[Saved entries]

»»

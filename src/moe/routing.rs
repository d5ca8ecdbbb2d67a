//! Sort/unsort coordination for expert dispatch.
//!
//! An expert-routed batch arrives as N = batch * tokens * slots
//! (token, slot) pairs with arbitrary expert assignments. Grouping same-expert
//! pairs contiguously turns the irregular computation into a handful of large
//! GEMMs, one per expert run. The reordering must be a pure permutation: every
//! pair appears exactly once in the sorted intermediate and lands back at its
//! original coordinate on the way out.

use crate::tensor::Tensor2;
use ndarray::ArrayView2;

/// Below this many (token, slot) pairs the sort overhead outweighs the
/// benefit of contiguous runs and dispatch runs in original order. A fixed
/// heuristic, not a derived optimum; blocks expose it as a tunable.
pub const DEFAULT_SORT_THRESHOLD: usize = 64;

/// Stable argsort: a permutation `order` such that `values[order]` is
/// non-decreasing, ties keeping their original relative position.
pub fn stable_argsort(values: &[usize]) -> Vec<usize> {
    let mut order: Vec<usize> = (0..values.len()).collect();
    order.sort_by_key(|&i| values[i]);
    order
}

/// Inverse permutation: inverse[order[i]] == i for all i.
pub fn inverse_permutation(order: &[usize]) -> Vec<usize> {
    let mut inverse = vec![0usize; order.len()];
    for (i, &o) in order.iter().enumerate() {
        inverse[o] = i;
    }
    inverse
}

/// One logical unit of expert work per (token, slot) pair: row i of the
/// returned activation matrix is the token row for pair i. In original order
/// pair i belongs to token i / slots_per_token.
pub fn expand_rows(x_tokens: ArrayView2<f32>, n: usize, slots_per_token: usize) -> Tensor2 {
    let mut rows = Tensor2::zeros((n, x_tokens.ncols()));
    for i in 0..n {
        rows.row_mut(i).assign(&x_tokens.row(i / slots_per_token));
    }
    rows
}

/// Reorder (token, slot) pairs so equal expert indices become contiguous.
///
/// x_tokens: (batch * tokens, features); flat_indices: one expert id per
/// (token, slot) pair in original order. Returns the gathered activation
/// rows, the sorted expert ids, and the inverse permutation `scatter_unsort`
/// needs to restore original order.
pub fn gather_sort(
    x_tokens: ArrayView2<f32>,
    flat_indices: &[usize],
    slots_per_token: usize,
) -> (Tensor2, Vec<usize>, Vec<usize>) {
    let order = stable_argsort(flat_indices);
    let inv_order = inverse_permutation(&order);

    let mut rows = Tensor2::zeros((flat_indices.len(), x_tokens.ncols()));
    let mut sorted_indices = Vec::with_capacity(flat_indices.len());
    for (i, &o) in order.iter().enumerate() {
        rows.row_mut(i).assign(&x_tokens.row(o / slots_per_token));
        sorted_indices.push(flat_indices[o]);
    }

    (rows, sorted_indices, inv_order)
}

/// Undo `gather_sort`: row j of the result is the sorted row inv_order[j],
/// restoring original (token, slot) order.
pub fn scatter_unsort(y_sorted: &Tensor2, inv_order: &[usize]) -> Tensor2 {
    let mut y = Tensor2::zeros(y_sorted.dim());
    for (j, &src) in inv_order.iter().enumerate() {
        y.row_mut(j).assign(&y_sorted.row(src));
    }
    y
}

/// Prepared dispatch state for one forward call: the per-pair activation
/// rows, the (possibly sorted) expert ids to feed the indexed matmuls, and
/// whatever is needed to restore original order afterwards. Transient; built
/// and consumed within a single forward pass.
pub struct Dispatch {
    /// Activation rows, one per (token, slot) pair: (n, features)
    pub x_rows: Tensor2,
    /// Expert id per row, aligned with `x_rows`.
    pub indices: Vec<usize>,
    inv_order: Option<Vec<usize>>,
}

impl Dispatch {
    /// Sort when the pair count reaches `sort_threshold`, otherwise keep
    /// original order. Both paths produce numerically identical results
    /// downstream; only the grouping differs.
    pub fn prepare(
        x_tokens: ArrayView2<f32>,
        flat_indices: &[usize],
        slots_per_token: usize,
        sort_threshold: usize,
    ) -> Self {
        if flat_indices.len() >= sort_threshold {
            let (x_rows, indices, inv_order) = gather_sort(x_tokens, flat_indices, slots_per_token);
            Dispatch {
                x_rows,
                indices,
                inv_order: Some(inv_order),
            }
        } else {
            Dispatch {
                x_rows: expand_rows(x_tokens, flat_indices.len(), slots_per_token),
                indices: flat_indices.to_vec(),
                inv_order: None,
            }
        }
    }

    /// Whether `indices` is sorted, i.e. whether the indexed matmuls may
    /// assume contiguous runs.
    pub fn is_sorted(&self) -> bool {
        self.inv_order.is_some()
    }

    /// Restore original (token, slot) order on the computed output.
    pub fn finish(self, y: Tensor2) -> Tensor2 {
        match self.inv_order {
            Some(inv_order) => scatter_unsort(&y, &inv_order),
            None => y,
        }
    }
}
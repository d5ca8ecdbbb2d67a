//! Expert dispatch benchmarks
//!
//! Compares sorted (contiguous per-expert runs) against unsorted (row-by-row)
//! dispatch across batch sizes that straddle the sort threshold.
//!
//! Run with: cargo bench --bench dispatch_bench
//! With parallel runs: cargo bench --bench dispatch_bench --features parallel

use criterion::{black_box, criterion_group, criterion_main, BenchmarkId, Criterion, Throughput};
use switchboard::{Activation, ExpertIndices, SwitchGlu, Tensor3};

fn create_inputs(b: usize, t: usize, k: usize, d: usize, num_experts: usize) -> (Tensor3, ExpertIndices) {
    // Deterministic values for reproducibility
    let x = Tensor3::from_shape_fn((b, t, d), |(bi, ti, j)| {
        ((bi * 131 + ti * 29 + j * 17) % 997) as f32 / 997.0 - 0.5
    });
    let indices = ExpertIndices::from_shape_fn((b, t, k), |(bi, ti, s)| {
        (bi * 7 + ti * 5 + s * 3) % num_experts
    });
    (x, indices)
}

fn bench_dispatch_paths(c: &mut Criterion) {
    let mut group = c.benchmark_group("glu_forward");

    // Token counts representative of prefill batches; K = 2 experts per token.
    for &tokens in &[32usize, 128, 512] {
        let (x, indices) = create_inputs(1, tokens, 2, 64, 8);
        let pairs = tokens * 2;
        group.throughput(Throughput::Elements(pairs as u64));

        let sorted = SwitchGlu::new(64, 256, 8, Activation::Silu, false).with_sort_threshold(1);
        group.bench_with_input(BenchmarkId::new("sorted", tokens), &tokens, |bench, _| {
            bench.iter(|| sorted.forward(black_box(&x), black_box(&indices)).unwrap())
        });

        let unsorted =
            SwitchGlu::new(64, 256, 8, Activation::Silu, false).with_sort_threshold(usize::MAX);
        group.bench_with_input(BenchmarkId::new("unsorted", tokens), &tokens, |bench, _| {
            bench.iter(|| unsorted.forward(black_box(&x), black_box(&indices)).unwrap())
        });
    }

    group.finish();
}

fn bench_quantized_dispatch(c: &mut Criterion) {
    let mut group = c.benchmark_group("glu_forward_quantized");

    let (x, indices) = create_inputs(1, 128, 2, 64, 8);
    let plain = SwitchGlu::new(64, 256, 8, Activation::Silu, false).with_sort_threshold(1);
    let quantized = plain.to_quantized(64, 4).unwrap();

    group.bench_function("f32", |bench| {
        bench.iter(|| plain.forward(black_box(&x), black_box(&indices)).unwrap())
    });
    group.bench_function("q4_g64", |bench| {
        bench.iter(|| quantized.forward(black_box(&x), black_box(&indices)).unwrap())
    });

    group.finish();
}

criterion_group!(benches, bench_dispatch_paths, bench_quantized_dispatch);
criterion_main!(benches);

««
»»

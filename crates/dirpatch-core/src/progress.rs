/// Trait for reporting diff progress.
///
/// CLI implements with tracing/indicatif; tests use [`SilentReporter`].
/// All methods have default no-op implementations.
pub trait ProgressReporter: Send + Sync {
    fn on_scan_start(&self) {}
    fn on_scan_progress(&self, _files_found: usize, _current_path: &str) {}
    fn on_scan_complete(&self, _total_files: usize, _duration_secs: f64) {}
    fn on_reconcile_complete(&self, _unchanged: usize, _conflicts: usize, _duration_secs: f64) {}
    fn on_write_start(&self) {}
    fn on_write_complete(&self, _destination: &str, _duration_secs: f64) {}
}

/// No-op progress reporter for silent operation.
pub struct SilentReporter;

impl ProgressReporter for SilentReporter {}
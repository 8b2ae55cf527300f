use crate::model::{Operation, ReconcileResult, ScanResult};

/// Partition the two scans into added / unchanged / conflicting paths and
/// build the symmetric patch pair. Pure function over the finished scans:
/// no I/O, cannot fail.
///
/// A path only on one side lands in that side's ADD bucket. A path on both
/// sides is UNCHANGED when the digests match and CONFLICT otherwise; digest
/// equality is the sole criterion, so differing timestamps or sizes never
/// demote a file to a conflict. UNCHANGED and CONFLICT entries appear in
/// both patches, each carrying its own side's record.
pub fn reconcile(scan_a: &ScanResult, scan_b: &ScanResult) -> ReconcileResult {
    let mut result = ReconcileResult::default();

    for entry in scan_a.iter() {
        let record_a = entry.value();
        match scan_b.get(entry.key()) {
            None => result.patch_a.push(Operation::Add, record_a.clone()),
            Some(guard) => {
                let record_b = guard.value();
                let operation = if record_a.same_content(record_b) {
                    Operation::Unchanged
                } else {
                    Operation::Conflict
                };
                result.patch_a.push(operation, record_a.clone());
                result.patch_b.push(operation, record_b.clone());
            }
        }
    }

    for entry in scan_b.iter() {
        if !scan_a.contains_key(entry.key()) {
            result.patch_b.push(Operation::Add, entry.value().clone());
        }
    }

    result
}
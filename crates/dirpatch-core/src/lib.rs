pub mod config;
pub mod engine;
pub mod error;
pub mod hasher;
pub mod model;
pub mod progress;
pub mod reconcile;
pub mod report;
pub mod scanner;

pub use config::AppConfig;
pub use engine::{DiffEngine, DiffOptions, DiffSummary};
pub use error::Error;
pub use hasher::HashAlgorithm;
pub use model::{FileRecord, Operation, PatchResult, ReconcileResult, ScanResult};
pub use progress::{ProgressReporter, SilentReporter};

««
»»

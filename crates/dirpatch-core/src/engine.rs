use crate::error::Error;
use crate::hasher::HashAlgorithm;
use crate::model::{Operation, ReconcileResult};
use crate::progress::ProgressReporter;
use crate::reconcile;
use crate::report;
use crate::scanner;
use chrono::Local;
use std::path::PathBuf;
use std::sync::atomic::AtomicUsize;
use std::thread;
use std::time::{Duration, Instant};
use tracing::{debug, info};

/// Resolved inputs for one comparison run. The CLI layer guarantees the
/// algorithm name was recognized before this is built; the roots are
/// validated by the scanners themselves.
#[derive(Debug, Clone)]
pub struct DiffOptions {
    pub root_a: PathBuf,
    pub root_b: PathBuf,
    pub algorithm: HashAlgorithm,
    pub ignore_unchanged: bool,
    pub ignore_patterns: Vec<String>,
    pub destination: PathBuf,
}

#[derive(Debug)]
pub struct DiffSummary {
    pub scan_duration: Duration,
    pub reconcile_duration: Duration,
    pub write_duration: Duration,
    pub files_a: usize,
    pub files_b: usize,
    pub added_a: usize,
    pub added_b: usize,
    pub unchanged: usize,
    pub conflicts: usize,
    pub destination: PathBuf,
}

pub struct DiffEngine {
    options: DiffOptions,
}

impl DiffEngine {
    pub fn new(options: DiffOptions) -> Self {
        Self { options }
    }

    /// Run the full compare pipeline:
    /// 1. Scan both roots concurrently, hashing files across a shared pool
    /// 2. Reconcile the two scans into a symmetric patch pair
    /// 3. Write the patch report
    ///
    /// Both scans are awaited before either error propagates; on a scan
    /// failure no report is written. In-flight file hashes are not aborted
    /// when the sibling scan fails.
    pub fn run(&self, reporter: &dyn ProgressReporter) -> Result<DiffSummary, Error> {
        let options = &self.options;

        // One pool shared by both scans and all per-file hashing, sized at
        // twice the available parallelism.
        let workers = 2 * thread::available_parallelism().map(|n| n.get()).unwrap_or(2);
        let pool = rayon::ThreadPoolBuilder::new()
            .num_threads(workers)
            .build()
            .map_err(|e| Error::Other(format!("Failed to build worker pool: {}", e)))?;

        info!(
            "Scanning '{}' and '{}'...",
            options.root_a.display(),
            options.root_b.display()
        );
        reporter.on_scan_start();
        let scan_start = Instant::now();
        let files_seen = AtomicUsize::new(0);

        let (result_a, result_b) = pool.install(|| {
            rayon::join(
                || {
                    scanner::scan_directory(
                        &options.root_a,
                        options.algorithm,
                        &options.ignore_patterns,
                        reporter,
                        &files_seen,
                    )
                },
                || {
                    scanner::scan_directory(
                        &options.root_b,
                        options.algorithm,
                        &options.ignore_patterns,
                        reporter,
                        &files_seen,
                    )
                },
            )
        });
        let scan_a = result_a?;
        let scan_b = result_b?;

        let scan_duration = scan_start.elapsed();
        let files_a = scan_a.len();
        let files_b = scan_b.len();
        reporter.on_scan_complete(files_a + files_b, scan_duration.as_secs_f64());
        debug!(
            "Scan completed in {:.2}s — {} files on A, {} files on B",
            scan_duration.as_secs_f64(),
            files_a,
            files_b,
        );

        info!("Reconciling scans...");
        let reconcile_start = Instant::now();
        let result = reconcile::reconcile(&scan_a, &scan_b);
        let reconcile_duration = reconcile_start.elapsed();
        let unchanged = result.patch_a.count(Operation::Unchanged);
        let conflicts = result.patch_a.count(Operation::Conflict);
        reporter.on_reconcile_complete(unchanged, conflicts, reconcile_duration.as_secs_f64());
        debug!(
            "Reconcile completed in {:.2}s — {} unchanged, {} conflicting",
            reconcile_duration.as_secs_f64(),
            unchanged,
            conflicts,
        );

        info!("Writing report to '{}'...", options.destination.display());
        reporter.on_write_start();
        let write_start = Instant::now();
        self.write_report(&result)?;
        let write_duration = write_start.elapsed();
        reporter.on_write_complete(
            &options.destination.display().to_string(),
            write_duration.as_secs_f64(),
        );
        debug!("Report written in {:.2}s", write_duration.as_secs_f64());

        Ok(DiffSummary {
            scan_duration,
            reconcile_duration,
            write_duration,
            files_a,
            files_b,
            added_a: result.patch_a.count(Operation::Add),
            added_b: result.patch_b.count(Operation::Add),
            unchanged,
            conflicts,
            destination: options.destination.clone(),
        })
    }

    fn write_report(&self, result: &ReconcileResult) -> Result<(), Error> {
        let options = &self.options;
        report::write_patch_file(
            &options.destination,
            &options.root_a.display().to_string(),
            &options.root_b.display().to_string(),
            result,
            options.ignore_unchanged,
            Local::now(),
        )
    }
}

««

■ **Brief**
Read through the entries and count the lines where "that" appears; respond with the number only.

■ **Your solution**
3